For more information about performance in SharePoint Online modern portals, see Performance in the modern SharePoint experience.
Use the Page Diagnostics for SharePoint tool to analyze search requests made on a page
The Page Diagnostics for SharePoint tool is a browser extension for the new Microsoft Edge (https://www.microsoft.com/edge) and Chrome browsers that analyzes both SharePoint Online modern portal and classic publishing site pages. The tool provides a report for each analyzed page showing how the page performs against a defined set of performance criteria. To install and learn about the Page Diagnostics for SharePoint tool, visit Use the Page Diagnostics tool for SharePoint Online.
The Page Diagnostics tool only works for SharePoint Online, and cannot be used on a SharePoint system page.
When you analyze a SharePoint site page with the Page Diagnostics for SharePoint tool, you can see information about search requests in the Number of search requests on a page result in the Diagnostic tests pane. The line will appear in green if the site page contains fewer than the baseline number of search requests, and red if the page exceeds the baseline number.
- Modern site pages should contain no more than 3 search requests
Possible results include:
- Attention required (red): The page exceeds the baseline number of search requests
- No action required (green): The page contains fewer than the baseline number of search requests
The Page Diagnostics tool will only count non-cached search requests. To learn more about search requests caching please see the “Remediate performance issues related to too many search requests on a page” section below.
If the Search Requests to SharePoint result appears in the Attention required section, you can click the result for details, including the total number of search requests on the page and a list of the originators of these search requests.
Remediate performance issues related to too many search requests on a page
If a page contains too many search requests, you can use the list of URLs in the Search Requests to SharePoint results to determine whether there are any repeated search calls and what web parts the search requests are coming from.

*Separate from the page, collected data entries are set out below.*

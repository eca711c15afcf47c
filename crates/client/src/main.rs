use std::path::PathBuf;
use std::sync::Arc;

use anyhow::{Context, Result, bail};
use clap::Parser;
use event_client::{ConsoleHost, PlayerConfig, Script, logging};
use event_core::{CompletionReason, ExecutionMode, GameStateContext, InMemoryGameState, OwnerId};
use event_runtime::{DriverMode, SessionEvent, SessionScheduler, TickDriver};
use tokio::sync::{Mutex, broadcast};

/// Runs JSON event scripts as concurrent interpreter sessions.
#[derive(Parser, Debug)]
#[command(name = "event-player", version, about)]
struct Cli {
    /// Script files; each one becomes its own session.
    #[arg(required = true)]
    scripts: Vec<PathBuf>,

    /// TOML configuration file (replaces environment defaults).
    #[arg(long)]
    config: Option<PathBuf>,

    /// Command filtering mode: command, timeline, hybrid, or auto.
    #[arg(long)]
    mode: Option<ExecutionMode>,

    /// Tick period in milliseconds.
    #[arg(long)]
    tick_ms: Option<u64>,

    /// Fault any session still running after this many ticks.
    #[arg(long)]
    max_ticks: Option<u64>,

    /// Preset choice answers, consumed in order (e.g. `1,0,2`).
    #[arg(long, value_delimiter = ',')]
    answers: Vec<usize>,

    /// Initial variable value, `NAME=VALUE`. Repeatable.
    #[arg(long = "var", value_parser = parse_assignment::<i32>)]
    variables: Vec<(String, i32)>,

    /// Initial switch value, `NAME=true|false`. Repeatable.
    #[arg(long = "switch", value_parser = parse_assignment::<bool>)]
    switches: Vec<(String, bool)>,

    /// Print variables and switches as JSON once every session has ended.
    #[arg(long)]
    dump_state: bool,
}

fn parse_assignment<T>(raw: &str) -> Result<(String, T), String>
where
    T: std::str::FromStr,
    T::Err: std::fmt::Display,
{
    let (name, value) = raw
        .split_once('=')
        .ok_or_else(|| format!("expected NAME=VALUE, got `{raw}`"))?;
    if name.is_empty() {
        return Err(format!("missing name in `{raw}`"));
    }
    let value = value
        .parse()
        .map_err(|error| format!("invalid value for `{name}`: {error}"))?;
    Ok((name.to_owned(), value))
}

#[tokio::main]
async fn main() -> Result<()> {
    dotenvy::dotenv().ok();
    let cli = Cli::parse();

    let mut config = match &cli.config {
        Some(path) => PlayerConfig::load(path)?,
        None => PlayerConfig::from_env(),
    };
    if let Some(mode) = cli.mode {
        config.runtime.interpreter.execution_mode = mode;
    }
    if let Some(ms) = cli.tick_ms {
        config.runtime.tick_interval_ms = ms.max(1);
    }
    if cli.max_ticks.is_some() {
        config.runtime.interpreter.max_ticks_per_session = cli.max_ticks;
    }

    logging::setup_logging(&config.log, &logging::session_label())?;

    let state = Arc::new(InMemoryGameState::new());
    for (name, value) in &cli.variables {
        state.set_variable(name, *value);
    }
    for (name, value) in &cli.switches {
        state.set_switch(name, *value);
    }
    let host = Arc::new(ConsoleHost::stdout().with_answers(cli.answers.iter().copied()));

    let mut scheduler = SessionScheduler::new(config.runtime.clone(), state.clone(), host);
    let mut events = scheduler.subscribe();

    let mut outstanding = 0usize;
    for (index, path) in cli.scripts.iter().enumerate() {
        let script = Script::load(path)?;
        let descriptors = script.to_descriptors(scheduler.factory())?;
        let fallback = OwnerId(u32::try_from(index + 1).unwrap_or(u32::MAX));
        let owner = script.owner_or(fallback);
        let id = scheduler
            .spawn(owner, &descriptors)
            .with_context(|| format!("failed to start {}", path.display()))?;
        tracing::info!(%id, %owner, script = %path.display(), "script started");
        outstanding += 1;
    }

    let scheduler = Arc::new(Mutex::new(scheduler));
    let driver = TickDriver::spawn(
        scheduler.clone(),
        config.runtime.tick_interval(),
        DriverMode::UntilIdle,
    );

    let mut faulted = 0usize;
    while outstanding > 0 {
        tokio::select! {
            received = events.recv() => match received {
                Ok(SessionEvent::Completed(done)) => {
                    outstanding -= 1;
                    let completion = done.completion;
                    tracing::info!(
                        id = %done.id,
                        owner = %completion.owner,
                        reason = %completion.reason,
                        ticks = completion.ticks,
                        executed = completion.executed,
                        "session completed"
                    );
                    if completion.reason == CompletionReason::Faulted {
                        faulted += 1;
                    }
                }
                Ok(SessionEvent::Stopped { id, .. }) => {
                    outstanding -= 1;
                    tracing::info!(%id, "session stopped");
                }
                Ok(SessionEvent::Started { .. }) => {}
                Err(broadcast::error::RecvError::Lagged(skipped)) => {
                    tracing::warn!(skipped, "session events lagged");
                    outstanding = scheduler.lock().await.active_sessions();
                }
                Err(broadcast::error::RecvError::Closed) => break,
            },
            _ = tokio::signal::ctrl_c() => {
                tracing::info!("interrupted, stopping all sessions");
                scheduler.lock().await.stop_all();
                break;
            }
        }
    }

    let ticks = driver.shutdown().await?;
    tracing::info!(ticks, "player finished");

    if cli.dump_state {
        let snapshot = serde_json::json!({
            "variables": state.variables(),
            "switches": state.switches(),
        });
        println!("{}", serde_json::to_string_pretty(&snapshot)?);
    }

    if faulted > 0 {
        bail!("{faulted} session(s) faulted");
    }
    Ok(())
}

Using a cache to store the results of a search request for all members of a selected group can improve the performance of a warm request by allowing the client to use the cached search results instead of making an additional search request for each subsequent page load.
Configure Events or Highlighted Content Web Parts to use caching of search results
It is recommended to enable group-level caching of search requests on Events or Highlighted Content web parts, especially for popular home pages or on category pages that are starting points for navigating to more detailed pages. After being enabled, the web part will first look in the cache for existing search results that match the query and the security group(s). If it doesn't find any search results in the cache, it will look in the search index.
Go to the site page that contains an Events or Highlighted Content web part and select Edit.
Select the Events or Highlighted Content web part and then select Edit web part
In the web part settings pane, scroll to the Group-level caching setting.
Specify the security group(s) by entering a group name or email. The search results will be cached for all users who belong to the same security group(s) and improve page performance.
Republish your SharePoint site page.